### EXERCISE
Reproduce every line in the listing that contains the word "ScanPageScreen".

### SUPPLIED ENTRIES
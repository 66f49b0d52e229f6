use crate::error::InferenceError;
use crate::gui::screens::{
    ScreenData, ScreenMessage, loading_page::LoadingPageScreen, scan_page::ScanPageScreen,
    upload_page::UploadPageScreen,
};
use crate::inference::ScanOutcome;
use crate::ingest::ImageHandle;
use crate::provider::ModelSet;

#[derive(Debug, Clone)]
pub enum Message {
    LoadingPage(ScreenMessage<LoadingPageScreen>),
    UploadPage(ScreenMessage<UploadPageScreen>),
    ScanPage(ScreenMessage<ScanPageScreen>),
    ChangeScreen(ScreenData),
    /// The model loader resolved (or failed fatally; the error is display
    /// text because the session stays stuck either way).
    ModelsLoaded(Result<ModelSet, String>),
    /// The selected file finished decoding.
    ImageLoaded(Result<ImageHandle, String>),
    /// Both inference calls resolved, or one of them failed.
    ScanFinished(Result<ScanOutcome, InferenceError>),
}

### SOLUTION TO THIS PROBLEM
    ScreenData, ScreenMessage, loading_page::LoadingPageScreen, scan_page::ScanPageScreen,
    ScanPage(ScreenMessage<ScanPageScreen>),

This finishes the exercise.